Subject: wsmouse/wsmux, trackballs, X11
To: None <tech-x11@netbsd.org>
From: Richard Rauch <rauch@rice.edu>
List: tech-x11
Date: 11/02/2002 19:08:51
(My system is an i386 laptop, but there's nothing i386-specific about my
problem, I assume. So, within the domain of NetBSD, I think that this is
most closely an X11 technical problem.)
The laptop of course has a builtin keyboard and mouse (a touch-pad). I
don't care for the cramped keyboard and have an external keyboard that I
bought a week or so ago to make life easier. (I mostly use the computer
in an office, so I can keep the keyboard there and the fact that the
keyboard isn't portable isn't an issue. (^&)
Tonight, I bought a MicroSoft USB trackball (have I mentioned the irony
that they seem to make decent hardware?).
I've got some minor problems with it, but it's working "well enough" that
I can live with it for now.
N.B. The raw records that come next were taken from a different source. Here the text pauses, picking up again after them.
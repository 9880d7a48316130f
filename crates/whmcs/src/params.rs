//! Flat parameter mappings sent to remote procedures
//!
//! Every call is a form-encoded POST; [`Params`] is the ordered list of named
//! values that becomes that form (minus credentials and `action`, which the
//! HTTP layer adds).

use crate::error::{Error, Result};
use serde::Serialize;
use std::fmt;

/// A single parameter value.
#[derive(Debug, Clone, PartialEq)]
pub enum ParamValue {
    /// Text, including pre-encoded blobs such as base64 line items
    Str(String),
    /// Integer
    Int(i64),
    /// Floating point number
    Float(f64),
    /// Boolean, sent as `true` / `false`
    Bool(bool),
}

impl ParamValue {
    /// Form representation of the value.
    pub fn to_form_value(&self) -> String {
        self.to_string()
    }

    /// Text content, if this is a string value.
    pub fn as_str(&self) -> Option<&str> {
        match self {
            ParamValue::Str(s) => Some(s),
            _ => None,
        }
    }
}

impl fmt::Display for ParamValue {
    fn fmt(&self, f: &mut fmt::Formatter<'_>) -> fmt::Result {
        match self {
            ParamValue::Str(s) => f.write_str(s),
            ParamValue::Int(n) => write!(f, "{n}"),
            ParamValue::Float(n) => write!(f, "{n}"),
            ParamValue::Bool(b) => write!(f, "{b}"),
        }
    }
}

impl From<String> for ParamValue {
    fn from(value: String) -> Self {
        ParamValue::Str(value)
    }
}

impl From<&str> for ParamValue {
    fn from(value: &str) -> Self {
        ParamValue::Str(value.to_string())
    }
}

impl From<&String> for ParamValue {
    fn from(value: &String) -> Self {
        ParamValue::Str(value.clone())
    }
}

impl From<bool> for ParamValue {
    fn from(value: bool) -> Self {
        ParamValue::Bool(value)
    }
}

impl From<f64> for ParamValue {
    fn from(value: f64) -> Self {
        ParamValue::Float(value)
    }
}

impl From<f32> for ParamValue {
    fn from(value: f32) -> Self {
        ParamValue::Float(f64::from(value))
    }
}

macro_rules! impl_from_int {
    ($($t:ty),*) => {
        $(
            impl From<$t> for ParamValue {
                fn from(value: $t) -> Self {
                    ParamValue::Int(i64::from(value))
                }
            }
        )*
    };
}

impl_from_int!(i8, i16, i32, i64, u8, u16, u32);

impl From<u64> for ParamValue {
    fn from(value: u64) -> Self {
        match i64::try_from(value) {
            Ok(n) => ParamValue::Int(n),
            Err(_) => ParamValue::Str(value.to_string()),
        }
    }
}

impl From<crate::types::Id> for ParamValue {
    fn from(value: crate::types::Id) -> Self {
        ParamValue::Str(value.into_string())
    }
}

impl From<&crate::types::Id> for ParamValue {
    fn from(value: &crate::types::Id) -> Self {
        ParamValue::Str(value.as_str().to_string())
    }
}

/// How repeated fields carry their index.
#[derive(Debug, Clone, Copy, PartialEq, Eq)]
pub enum IndexStyle {
    /// `name[0]`, `name[1]`, …
    Bracket,
    /// `name0`, `name1`, …
    Suffix,
}

impl IndexStyle {
    /// Render the key for `name` at `index`.
    pub fn key(self, name: &str, index: usize) -> String {
        match self {
            IndexStyle::Bracket => format!("{name}[{index}]"),
            IndexStyle::Suffix => format!("{name}{index}"),
        }
    }
}

/// Ordered, string-keyed parameter mapping for one remote call.
///
/// Inserting a key that already exists replaces its value in place, so the
/// original ordering is kept.
///
/// # Example
///
/// ```rust
/// use whmcs::Params;
///
/// let params = Params::new()
///     .with("quoteid", 42)
///     .with("subject", "updated");
///
/// assert_eq!(params.len(), 2);
/// assert_eq!(params.get("quoteid").map(|v| v.to_string()), Some("42".to_string()));
/// ```
#[derive(Debug, Clone, Default, PartialEq)]
pub struct Params {
    entries: Vec<(String, ParamValue)>,
}

impl Params {
    /// Create an empty mapping.
    pub fn new() -> Self {
        Self::default()
    }

    /// Insert or replace a value.
    pub fn insert(&mut self, key: impl Into<String>, value: impl Into<ParamValue>) -> &mut Self {
        let key = key.into();
        let value = value.into();
        match self.entries.iter_mut().find(|(k, _)| *k == key) {
            Some(slot) => slot.1 = value,
            None => self.entries.push((key, value)),
        }
        self
    }

    /// Insert a value only when it is present.
    pub fn insert_opt<V: Into<ParamValue>>(
        &mut self,
        key: impl Into<String>,
        value: Option<V>,
    ) -> &mut Self {
        if let Some(value) = value {
            self.insert(key, value);
        }
        self
    }

    /// Insert an indexed value such as `pid[0]` or `itemamount0`.
    pub fn insert_indexed(
        &mut self,
        name: &str,
        index: usize,
        style: IndexStyle,
        value: impl Into<ParamValue>,
    ) -> &mut Self {
        self.insert(style.key(name, index), value)
    }

    /// Builder-style insert.
    pub fn with(mut self, key: impl Into<String>, value: impl Into<ParamValue>) -> Self {
        self.insert(key, value);
        self
    }

    /// Look up a value.
    pub fn get(&self, key: &str) -> Option<&ParamValue> {
        self.entries.iter().find(|(k, _)| k == key).map(|(_, v)| v)
    }

    /// Whether the key is present.
    pub fn contains_key(&self, key: &str) -> bool {
        self.get(key).is_some()
    }

    /// Remove a value.
    pub fn remove(&mut self, key: &str) -> Option<ParamValue> {
        let pos = self.entries.iter().position(|(k, _)| k == key)?;
        Some(self.entries.remove(pos).1)
    }

    /// Number of parameters.
    pub fn len(&self) -> usize {
        self.entries.len()
    }

    /// Whether there are no parameters.
    pub fn is_empty(&self) -> bool {
        self.entries.is_empty()
    }

    /// Iterate in insertion order.
    pub fn iter(&self) -> impl Iterator<Item = (&str, &ParamValue)> {
        self.entries.iter().map(|(k, v)| (k.as_str(), v))
    }

    /// Append every entry of `other`, replacing duplicates.
    pub fn extend(&mut self, other: Params) {
        for (key, value) in other.entries {
            self.insert(key, value);
        }
    }

    /// Form pairs in insertion order.
    pub fn to_form_pairs(&self) -> Vec<(String, String)> {
        self.entries
            .iter()
            .map(|(k, v)| (k.clone(), v.to_form_value()))
            .collect()
    }

    /// Build a mapping from any struct that serializes to a flat JSON object.
    ///
    /// `null` fields are skipped. Nested objects or arrays are rejected
    /// because the platform only accepts flat forms; indexed fields must be
    /// added with [`Params::insert_indexed`].
    pub fn from_serialize<T: Serialize + ?Sized>(value: &T) -> Result<Self> {
        let json = serde_json::to_value(value)?;
        let serde_json::Value::Object(map) = json else {
            return Err(Error::InvalidRequest(
                "request parameters must serialize to an object".to_string(),
            ));
        };

        let mut params = Params::new();
        for (key, value) in map {
            match value {
                serde_json::Value::Null => {}
                serde_json::Value::Bool(b) => {
                    params.insert(key, b);
                }
                serde_json::Value::String(s) => {
                    params.insert(key, s);
                }
                serde_json::Value::Number(n) => {
                    if let Some(i) = n.as_i64() {
                        params.insert(key, i);
                    } else if let Some(f) = n.as_f64() {
                        params.insert(key, f);
                    } else {
                        params.insert(key, n.to_string());
                    }
                }
                serde_json::Value::Array(_) | serde_json::Value::Object(_) => {
                    return Err(Error::InvalidRequest(format!(
                        "parameter '{key}' is nested; the API only accepts flat values"
                    )));
                }
            }
        }
        Ok(params)
    }
}

impl<K, V> FromIterator<(K, V)> for Params
where
    K: Into<String>,
    V: Into<ParamValue>,
{
    fn from_iter<I: IntoIterator<Item = (K, V)>>(iter: I) -> Self {
        let mut params = Params::new();
        for (k, v) in iter {
            params.insert(k, v);
        }
        params
    }
}

impl IntoIterator for Params {
    type Item = (String, ParamValue);
    type IntoIter = std::vec::IntoIter<(String, ParamValue)>;

    fn into_iter(self) -> Self::IntoIter {
        self.entries.into_iter()
    }
}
Still, I thought that I'd ponder some of
these aloud, and maybe get some feedback on them:
* For the mouse device, I chose "/dev/wsmouse" after some twiddling.
This seems to be what I want to use. But the default XFree86
configuration was to use wsmouse0 or so, I believe. (I.e., only
support the touch-pad or the trackball, but not both.)
I tried various combinations, including wsmux0, and also using
wsconsctl/wsmuxctl (cfg? whichever). I'm pretty sure that in some
variation, I had my trackball plugged in "early" (during boot?), and
"wsmouse" wasn't giving both mouse & trackball.
Some wsconsctl/wsmuxctl (cfg?) commands caused weird things to happen,
such as causing the xconsole to apparently take over the 0 wsconsole,
giving a "login" prompt (unfortunately, at the stage where I saw that,
the X mouse pointer was dead so I couldn't go over to the xconsole
window and try to type in shell commands---but the wscons 0 console
appeared to be dead (console 0 was, up to that point, open with a root
shell running on it).
Trying to "add" a device to wsmux0 fails when X isn't running (wsmux0
isn't open?). When X is running, the shell process by which the "-a"
add command was issued seems to wander off into never-never land.
* At the moment, it all seems to be working well. However, I sometimes
want to use the touchpad---e.g., if I move the trackball permamently to
my grad. student office, I still will frequently want the laptop at
home.
I'd like some way to tell NetBSD that wsmouse0 (the touchpad, I think)
is "okay" as-is, but that the trackball (wsmouse1) is too sensitive;
I'd like to report the trackball cursor-motion mod-2 or mod-3. Is
there a way to control that with a NetBSD command, using standard USB
mouse protocols? Or with the NetBSD wsmouse device abstraction? (If
not, I might try to hack it into the abstraction and put an interface
into wsconsctl, or whatever...(^&)
* The trackball has a wheel-button, but it only acts as a regular button
as far as XFree86/NetBSD is concerned. The trackball also has two
additional buttons that are not supported at all. (Counting the wheel-
button, the trackball has 5 buttons.)
xev only reports the mouse-motion and the "first" 3 buttons. Wheel
events, and the outermost 2 buttons generate nothing. Any ideas on how
I might get X to use this? What tools are there for analyzing these
events?
FWIW, I'm using NetBSD/i386 v1.6, XFree86 v4.2. The kernel is built from
a custom config and contains only one source customization (a one-line
change to the PCMCIA ne ethernet driver so that the driver will not reject
my card during probe/config at boot).